Após as turbulências da véspera, o mercado financeiro apresentou uma leve recuperação, impulsionada pelo alívio das tensões políticas envolvendo o senador Flávio Bolsonaro e o ex-banqueiro Daniel Vorcaro. O dólar recuou para menos de R$ 5, enquanto a bolsa interrompeu uma sequência de três dias em queda.
Do exterior, um ambiente propício ao risco, respaldado por indícios de distensão nas relações entre Estados Unidos e China, também favoreceu os ativos brasileiros.
O dólar comercial fechou a quinta-feira (14) cotado a R$ 4,986, apresentando uma queda de R$ 0,022 (-0,45%). Após iniciar o dia a R$ 5,02, a moeda passou a ser negociada a R$ 4,97 pela manhã e estabilizou-se em R$ 4,98 ao longo do dia.
Esse recuo vem como um alívio após uma alta significativa na quarta-feira, quando o dólar havia registrado uma valorização superior a 2%, em meio à deterioração do sentimento financeiro local. Apesar da queda recente, a moeda ainda acumula uma valorização de 1,89% na semana e de 0,68% em maio.
Analistas observaram que a disparada do dólar na sessão anterior foi impulsionada pela realização de lucros, uma vez que o real vinha apresentando uma sólida valorização em 2026.
Bolsa reage positivamente
O mercado acionário também reagiu às movimentações otimistas, com o índice Ibovespa da B3 subindo 0,72%, alcançando 178.365 pontos.
Essa recuperação foi apoiada pelo desempenho favorável das bolsas de Nova York e pela alta nas ações da Petrobras e de instituições financeiras, os maiores componentes do índice.
As ações ordinárias (com voto) da Petrobras registraram alta de 0,82%, enquanto os papéis preferenciais (com prioridade na distribuição de dividendos) subiram 0,96%.
Apesar desse movimento positivo, o Ibovespa ainda acumula uma queda de 3,12% na semana e de 4,78% no mês, embora no ano tenha uma valorização de 10,70% até o momento.
Cenário internacional
O mercado global exibiu reações otimistas em face de declarações encorajadoras nas negociações entre os presidentes Donald Trump e Xi Jinping. Trump afirmou que a China manifestou apoio à livre navegação no Estreito de Ormuz, vital para o comércio global de petróleo.
Nos Estados Unidos, os principais índices de ações fecharam em alta, impulsionados por dados robustos de vendas no varejo, que reforçaram a percepção de que a economia americana se mantém resiliente.

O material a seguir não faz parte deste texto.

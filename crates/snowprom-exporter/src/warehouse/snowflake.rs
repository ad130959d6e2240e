//! Snowflake SQL API (v2) client.
//!
//! - `POST /api/v2/statements` submits a statement
//! - `202 Accepted` means still running: poll the statement handle
//! - results arrive in partitions; partition 0 comes with the first
//!   response, the rest are fetched lazily as the row stream is consumed
//!
//! No connection is opened at construction time.

use std::sync::Arc;
use std::time::Duration;

use async_trait::async_trait;
use futures_util::stream::{self, StreamExt, TryStreamExt};
use reqwest::{header, Client, Response, StatusCode};
use serde::{Deserialize, Serialize};
use serde_json::Value;

use snowprom_core::error::{Result, SnowpromError};

use super::{Dsn, Row, RowStream, Warehouse};

const STATEMENTS_PATH: &str = "/api/v2/statements";
const TOKEN_TYPE_HEADER: &str = "X-Snowflake-Authorization-Token-Type";
const POLL_INTERVAL: Duration = Duration::from_millis(500);
const CONNECT_TIMEOUT: Duration = Duration::from_secs(10);
/// Extra time allowed past the statement timeout before polling gives up.
const POLL_GRACE: Duration = Duration::from_secs(10);

#[derive(Debug, Serialize)]
struct StatementRequest<'a> {
    statement: &'a str,
    timeout: u64,
    database: &'a str,
    schema: &'a str,
    warehouse: &'a str,
    #[serde(skip_serializing_if = "Option::is_none")]
    role: Option<&'a str>,
}

#[derive(Debug, Default, Deserialize)]
#[serde(rename_all = "camelCase")]
struct StatementResponse {
    #[serde(default)]
    code: Option<String>,
    #[serde(default)]
    message: Option<String>,
    #[serde(default)]
    statement_handle: Option<String>,
    #[serde(default)]
    result_set_meta_data: Option<ResultSetMetaData>,
    #[serde(default)]
    data: Vec<Vec<Value>>,
}

#[derive(Debug, Default, Deserialize)]
#[serde(rename_all = "camelCase")]
struct ResultSetMetaData {
    #[serde(default)]
    partition_info: Vec<PartitionInfo>,
}

#[derive(Debug, Default, Deserialize)]
#[serde(rename_all = "camelCase")]
struct PartitionInfo {
    #[serde(default)]
    row_count: u64,
}

/// Cells are JSON strings or null; anything else is kept in its JSON form.
fn to_rows(data: Vec<Vec<Value>>) -> Vec<Row> {
    data.into_iter()
        .map(|cells| {
            Row::new(
                cells
                    .into_iter()
                    .map(|v| match v {
                        Value::Null => None,
                        Value::String(s) => Some(s),
                        other => Some(other.to_string()),
                    })
                    .collect(),
            )
        })
        .collect()
}

struct Inner {
    client: Client,
    dsn: Dsn,
}

/// Warehouse handle backed by the Snowflake SQL API.
#[derive(Clone)]
pub struct SnowflakeWarehouse {
    inner: Arc<Inner>,
}

impl SnowflakeWarehouse {
    /// Build the HTTP client. Does not contact the warehouse.
    pub fn connect(dsn: Dsn) -> Result<Self> {
        let client = Client::builder()
            .user_agent(concat!("snowprom/", env!("CARGO_PKG_VERSION")))
            .connect_timeout(CONNECT_TIMEOUT)
            .build()
            .map_err(|e| SnowpromError::Connection(format!("http client build failed: {e}")))?;
        Ok(Self {
            inner: Arc::new(Inner { client, dsn }),
        })
    }

}

impl Inner {
    fn statements_url(&self) -> String {
        format!("{}{}", self.dsn.endpoint, STATEMENTS_PATH)
    }

    fn authed(&self, req: reqwest::RequestBuilder) -> reqwest::RequestBuilder {
        req.bearer_auth(&self.dsn.token)
            .header(TOKEN_TYPE_HEADER, &self.dsn.token_type)
            .header(header::ACCEPT, "application/json")
    }

    async fn submit(&self, sql: &str) -> Result<StatementResponse> {
        let body = StatementRequest {
            statement: sql,
            timeout: self.dsn.timeout_secs,
            database: &self.dsn.database,
            schema: &self.dsn.schema,
            warehouse: &self.dsn.warehouse,
            role: self.dsn.role.as_deref(),
        };
        let resp = self
            .authed(self.client.post(self.statements_url()))
            .json(&body)
            .send()
            .await
            .map_err(|e| SnowpromError::Query(format!("submit failed: {e}")))?;

        let (status, parsed) = read_response(resp).await?;
        if status == StatusCode::ACCEPTED {
            let handle = parsed
                .statement_handle
                .ok_or_else(|| SnowpromError::Query("202 without statementHandle".into()))?;
            // Poll responses may omit the handle; later partitions still need it.
            let mut done = self.wait_for(&handle).await?;
            done.statement_handle.get_or_insert(handle);
            return Ok(done);
        }
        Ok(parsed)
    }

    async fn wait_for(&self, handle: &str) -> Result<StatementResponse> {
        let deadline = tokio::time::Instant::now() + Duration::from_secs(self.dsn.timeout_secs) + POLL_GRACE;
        loop {
            tokio::time::sleep(POLL_INTERVAL).await;
            let resp = self
                .authed(self.client.get(format!("{}/{}", self.statements_url(), handle)))
                .send()
                .await
                .map_err(|e| SnowpromError::Query(format!("status poll failed: {e}")))?;
            let (status, parsed) = read_response(resp).await?;
            if status != StatusCode::ACCEPTED {
                return Ok(parsed);
            }
            if tokio::time::Instant::now() >= deadline {
                return Err(SnowpromError::Query(format!(
                    "statement {handle} still running after {}s",
                    self.dsn.timeout_secs
                )));
            }
            tracing::debug!(handle = %handle, "statement still running");
        }
    }

    async fn fetch_partition(&self, handle: &str, partition: usize) -> Result<Vec<Row>> {
        let resp = self
            .authed(self.client.get(format!("{}/{}", self.statements_url(), handle)))
            .query(&[("partition", partition)])
            .send()
            .await
            .map_err(|e| SnowpromError::Query(format!("partition {partition} fetch failed: {e}")))?;
        let (_, parsed) = read_response(resp).await?;
        Ok(to_rows(parsed.data))
    }
}

/// Map non-2xx to `Query` errors carrying the server's code and message.
async fn read_response(resp: Response) -> Result<(StatusCode, StatementResponse)> {
    let status = resp.status();
    let text = resp
        .text()
        .await
        .map_err(|e| SnowpromError::Query(format!("reading response failed: {e}")))?;

    if !status.is_success() {
        let detail = match serde_json::from_str::<StatementResponse>(&text) {
            Ok(StatementResponse {
                code: Some(code),
                message,
                ..
            }) => format!("{code}: {}", message.unwrap_or_default()),
            _ => text.chars().take(256).collect(),
        };
        return Err(SnowpromError::Query(format!("http {}: {detail}", status.as_u16())));
    }

    let parsed = serde_json::from_str::<StatementResponse>(&text)
        .map_err(|e| SnowpromError::Query(format!("invalid response body: {e}")))?;
    Ok((status, parsed))
}

#[async_trait]
impl Warehouse for SnowflakeWarehouse {
    async fn query(&self, sql: &str) -> Result<RowStream> {
        let first = self.inner.submit(sql).await?;

        let (partitions, total_rows) = first
            .result_set_meta_data
            .as_ref()
            .map(|m| {
                let rows: u64 = m.partition_info.iter().map(|p| p.row_count).sum();
                (m.partition_info.len(), rows)
            })
            .unwrap_or((0, 0));
        let handle = first.statement_handle.clone();
        tracing::debug!(handle = handle.as_deref().unwrap_or("-"), partitions, total_rows, "statement completed");

        let head = stream::iter(to_rows(first.data).into_iter().map(Ok::<Row, SnowpromError>));
        if partitions <= 1 {
            return Ok(head.boxed());
        }
        let handle = handle.ok_or_else(|| {
            SnowpromError::Query(format!("{partitions} partitions but no statementHandle"))
        })?;

        let inner = Arc::clone(&self.inner);
        let rest = stream::iter(1..partitions)
            .then(move |p| {
                let inner = Arc::clone(&inner);
                let handle = handle.clone();
                async move { inner.fetch_partition(&handle, p).await }
            })
            .map_ok(|rows| stream::iter(rows.into_iter().map(Ok::<Row, SnowpromError>)))
            .try_flatten();

        Ok(head.chain(rest).boxed())
    }
}

#[cfg(test)]
mod tests {
    use super::*;

    #[test]
    fn parses_result_body() {
        let body = r#"{
            "resultSetMetaData": {
                "numRows": 3,
                "format": "jsonv2",
                "rowType": [{"name": "WAREHOUSE_NAME"}, {"name": "TOTAL_CREDITS"}],
                "partitionInfo": [{"rowCount": 2}, {"rowCount": 1}]
            },
            "data": [["COMPUTE_WH", "10.5"], ["REPORTING_WH", null]],
            "code": "090001",
            "statementHandle": "01a-b",
            "message": "Statement executed successfully."
        }"#;
        let r: StatementResponse = serde_json::from_str(body).unwrap();
        assert_eq!(r.statement_handle.as_deref(), Some("01a-b"));
        let meta = r.result_set_meta_data.as_ref().unwrap();
        assert_eq!(meta.partition_info.len(), 2);
        assert_eq!(meta.partition_info[0].row_count, 2);

        let rows = to_rows(r.data);
        assert_eq!(rows[0].text(0).unwrap(), "COMPUTE_WH");
        assert_eq!(rows[0].float(1).unwrap(), 10.5);
        assert!(rows[1].float(1).is_err());
    }

    #[test]
    fn non_string_cells_keep_json_form() {
        let rows = to_rows(vec![vec![Value::from(42), Value::Bool(true)]]);
        assert_eq!(rows[0].text(0).unwrap(), "42");
        assert_eq!(rows[0].text(1).unwrap(), "true");
    }

    #[test]
    fn request_body_omits_missing_role() {
        let body = StatementRequest {
            statement: "select 1",
            timeout: 60,
            database: "DB",
            schema: "SC",
            warehouse: "WH",
            role: None,
        };
        let v = serde_json::to_value(&body).unwrap();
        assert_eq!(v["statement"], "select 1");
        assert_eq!(v["timeout"], 60);
        assert!(v.get("role").is_none());
    }
}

Petróleo estabiliza preços
Os preços do petróleo, por sua vez, encerraram o dia em leve alta, apesar da volatilidade resultante das tensões no Oriente Médio.
O barril do Brent para julho, referência para o mercado internacional, registrou um aumento de 0,09%, fixando-se em US$ 105,72. O barril WTI para junho, do Texas, apresentou uma leve alta de 0,15%, fechando a US$ 101,17.
A movimentação do mercado foi influenciada por notícias sobre uma embarcação que teria sido levada para águas iranianas, elevando preocupações sobre o fluxo de petróleo no Estreito de Ormuz.
Além disso, os investidores permanecem atentos à possibilidade de um aumento na produção pela Opep+, em um esforço para mitigar os impactos da crise sobre a oferta global.